Red clover can be sown by itself or in mixtures with small grains, alfalfa, and/or cool season grasses. It may be overseeded in the Spring or Fall and can be established by frost seeding. Red clover requires soil pH to be 6.0 or higher. Red clover is responsive to phosphorus and potassium. Planting should take place on a firm, weed-free seedbed.
Red Clover grows best on well-drained loamy soils, but it will also grow on soil that is not as well-drained. Medium and fine textured soils are preferred by the plant over sandy or gravelly soils. It is best adapted to a pH of 6.0 or higher.

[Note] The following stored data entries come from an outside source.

#[cfg(test)]
mod tests {
    mod rules {
        use crate::collision::CollisionRule;

        #[test]
        fn test_toggle() {
            let mut rule = CollisionRule::new();
            assert!(rule.is_collision_test(0, 1));
            assert!(!rule.is_collision_test(2, 2));
            rule.disable(3, 1);
            assert!(!rule.is_collision_test(1, 3));
            assert!(!rule.is_collision_test(3, 1));
            assert!(rule.is_collision_test(1, 2));
            rule.enable(1, 3);
            assert!(rule.is_collision_test(3, 1));
        }
    }

    mod colliders {
        use cgmath::Vector3;
        use crate::collision::{AabbCollider, BoundingVolumeInfo, FaceOwner};
        use crate::mesh::TriSurface;

        fn strip(offset: f64) -> TriSurface {
            let pts: Vec<_> = (0..6)
                .map(|i| Vector3::new((i / 2) as f64 + offset, (i % 2) as f64, 0.0))
                .collect();
            TriSurface::from_arrays(&pts, &[[0, 2, 1], [1, 2, 3], [2, 4, 3], [3, 4, 5]]).unwrap()
        }

        #[test]
        fn test_face_owner() {
            let owner = FaceOwner::build(&strip(0.0));
            assert_eq!(owner.len(), 6);
            assert_eq!(owner.faces_of(0), &[0]);
            assert_eq!(owner.faces_of(2), &[0, 1, 2]);
            assert_eq!(owner.faces_of(5), &[3]);
        }

        #[test]
        fn test_overlapping_pairs() {
            let a = AabbCollider::build(&strip(0.0));
            let b = AabbCollider::build(&strip(1.5));
            let mut info = BoundingVolumeInfo::default();
            assert!(a.overlapping_test(&b, &mut info, false));
            // Faces of `a` spanning x in [1, 2] meet faces of `b` in [1.5, 2.5].
            let mut pairs = info.pairs.clone();
            pairs.sort();
            assert!(pairs.contains(&(2, 0)));
            assert!(pairs.iter().all(|&(fa, _)| fa >= 2));

            assert!(a.overlapping_test(&b, &mut info, true));
            assert_eq!(info.pairs.len(), 1);

            let far = AabbCollider::build(&strip(10.0));
            assert!(!a.overlapping_test(&far, &mut info, false));
            assert!(info.pairs.is_empty());
        }

        #[test]
        fn test_refit_follows_vertices() {
            let mut surface = strip(0.0);
            let mut collider = AabbCollider::build(&surface);
            for v in surface.verts.iter_mut() {
                v.p.x += 10.0;
            }
            collider.refit(&surface);
            let bounds = collider.bounds().unwrap();
            assert!(bounds.min().x > 9.9);
            let far = AabbCollider::build(&strip(10.0));
            let mut info = BoundingVolumeInfo::default();
            assert!(collider.overlapping_test(&far, &mut info, false));
        }
    }

    mod soundness {
        use std::collections::HashSet;

        use cgmath::Vector3;
        use proptest::prelude::*;
        use crate::collision::{AabbCollider, BoundingVolumeInfo};
        use crate::mesh::TriSurface;
        use crate::tritri::tri_tri_intersect;

        fn soup() -> impl Strategy<Value = TriSurface> {
            prop::collection::vec(
                prop::array::uniform3((-1.0f64..1.0, -1.0f64..1.0, -1.0f64..1.0)),
                1..12,
            )
            .prop_map(|tris| {
                let mut pts = Vec::new();
                let mut faces = Vec::new();
                for t in tris {
                    let base = pts.len();
                    for &(x, y, z) in t.iter() {
                        pts.push(Vector3::new(x, y, z));
                    }
                    faces.push([base, base + 1, base + 2]);
                }
                TriSurface::from_arrays(&pts, &faces).unwrap()
            })
        }

        proptest! {
            #[test]
            fn test_no_false_negatives(a in soup(), b in soup()) {
                let (ca, cb) = (AabbCollider::build(&a), AabbCollider::build(&b));
                let mut info = BoundingVolumeInfo::default();
                ca.overlapping_test(&cb, &mut info, false);
                let candidates: HashSet<_> = info.pairs.iter().cloned().collect();
                for i in 0..a.num_faces() {
                    for j in 0..b.num_faces() {
                        if tri_tri_intersect(&a.triangle(i), &b.triangle(j)).is_some() {
                            prop_assert!(candidates.contains(&(i, j)));
                        }
                    }
                }
            }
        }
    }

    mod system {
        use cgmath::Vector3;
        use crate::boundary::{Boundary, BoundaryCondition, BoundaryType, HasBoundaryConditions};
        use crate::collision::{CollisionConfig, CollisionRule, CollisionSystem};
        use crate::mesh::TriSurface;

        fn pair() -> (Boundary, Boundary) {
            let a = TriSurface::from_arrays(
                &[
                    Vector3::new(0.0, -0.3, 0.0),
                    Vector3::new(0.5, 0.7, 0.0),
                    Vector3::new(-0.5, 0.7, 0.0),
                ],
                &[[0, 1, 2]],
            )
            .unwrap();
            let b = TriSurface::from_arrays(
                &[
                    Vector3::new(-2.0, 0.0, -1.0),
                    Vector3::new(0.0, 0.0, 2.0),
                    Vector3::new(2.0, 0.0, -1.0),
                ],
                &[[0, 1, 2]],
            )
            .unwrap();
            (Boundary::from_surface(a), Boundary::from_surface(b))
        }

        #[test]
        fn test_step_writes_corrections() {
            let (mut a, mut b) = pair();
            a.set_base(1, BoundaryCondition::dirichlet(Vector3::new(0.5, 0.7, 0.0))).unwrap();
            let mut system = CollisionSystem::new(CollisionConfig::default());
            let rule = CollisionRule::new();

            assert_eq!(system.step(&mut [&mut a, &mut b], &rule), 1);
            assert!(system.info(0, 1).is_some());
            assert_eq!(a.condition(0).kind, BoundaryType::Dirichlet);
            assert!((a.condition(0).value.y + 0.15).abs() < 1e-9);
            assert_eq!(b.condition(1).kind, BoundaryType::Dirichlet);

            // Moving `b` away clears the pair and restores configured conditions.
            for v in b.surface.verts.iter_mut() {
                v.p.y -= 5.0;
            }
            assert_eq!(system.step(&mut [&mut a, &mut b], &rule), 0);
            assert!(system.info(0, 1).is_none());
            assert_eq!(a.condition(0).kind, BoundaryType::Neumann);
            assert_eq!(a.condition(1).kind, BoundaryType::Dirichlet);
            assert_eq!(b.condition(1).kind, BoundaryType::Neumann);
        }

        #[test]
        fn test_disabled_pair() {
            let (mut a, mut b) = pair();
            let mut system = CollisionSystem::new(CollisionConfig { refit: true, ..Default::default() });
            let mut rule = CollisionRule::new();
            rule.disable(0, 1);
            assert_eq!(system.step(&mut [&mut a, &mut b], &rule), 0);
            assert_eq!(a.condition(0).kind, BoundaryType::Neumann);

            rule.enable(0, 1);
            assert_eq!(system.step(&mut [&mut a, &mut b], &rule), 1);
        }

        /// Square in the plane `y = 0` split into two upward facing triangles.
        fn square(dy: f64) -> Boundary {
            let s = TriSurface::from_arrays(
                &[
                    Vector3::new(-2.0, dy, -1.0),
                    Vector3::new(2.0, dy, -1.0),
                    Vector3::new(2.0, dy, 3.0),
                    Vector3::new(-2.0, dy, 3.0),
                ],
                &[[0, 2, 1], [0, 3, 2]],
            )
            .unwrap();
            Boundary::from_surface(s)
        }

        #[test]
        fn test_refit_rebuilds_changed_surface() {
            let mut system = CollisionSystem::new(CollisionConfig { refit: true, ..Default::default() });
            let rule = CollisionRule::new();
            let mut ground = square(0.0);
            let mut other = square(5.0);
            assert_eq!(system.step(&mut [&mut ground, &mut other], &rule), 0);

            // Same slot, fewer faces and vertices.
            let (mut tri, _) = pair();
            assert_eq!(system.step(&mut [&mut ground, &mut tri], &rule), 1);
            assert_eq!(tri.condition(0).kind, BoundaryType::Dirichlet);
            assert!(tri.condition(0).value.y > -0.3);

            // Back to the original shape, moved far away.
            assert_eq!(system.step(&mut [&mut ground, &mut other], &rule), 0);
            assert!(system.info(0, 1).is_none());
        }
    }
}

Red Clover stands that are at least one year old should be cut 3-4 times in a season. Growth should be removed after the first “freeze-down” to prevent the growth from killing the stand over winter. Due to a higher influence of weather than alfalfa, Red Clover tends to produce best in its 2nd year and tapers off in subsequent years. If summer rainfall is adequate, the clover may be cut every 35-40 days. If harvested in drought conditions, stands will tend to thin over time. If used for grazing, leave 3”-4” of stubble in between grazing periods. Clover should be cut or grazed when plant is nearing ½ bloom. Second or successive grazings should take place when plant is ¼ bloom. Care should be taken to eliminate or appreciably reduce bloating of livestock when grazing.
Trifolium pretense L., Red Clover, is an introduced biennial or short-lived perennial that grows as one of two types: medium (double-cut) or mammoth (single-cut). Red Clover plants grow from crowns. Plants have hollow, hairy stems and branches. Stem lengths of medium and mammoth types average 18 inches and 24 to 30 inches, respectively. Medium types have about 4 branches per stem; mammoth have 6. Each leaf consists of a slender stalk bearing 3 leaflets. The taproot of Red Clover is extensively branched. Flowers are borne in compact clusters or heads and are usually rose-pink in color. Seed pods are small, short, and contain kidney-shaped seeds that vary in color from yellow to deep violet. There are approximately 272,000 seeds/pound. Mammoth Red Clover matures later than medium types; only one crop of Mammoth Red Clover is harvested each season since recovery is slow.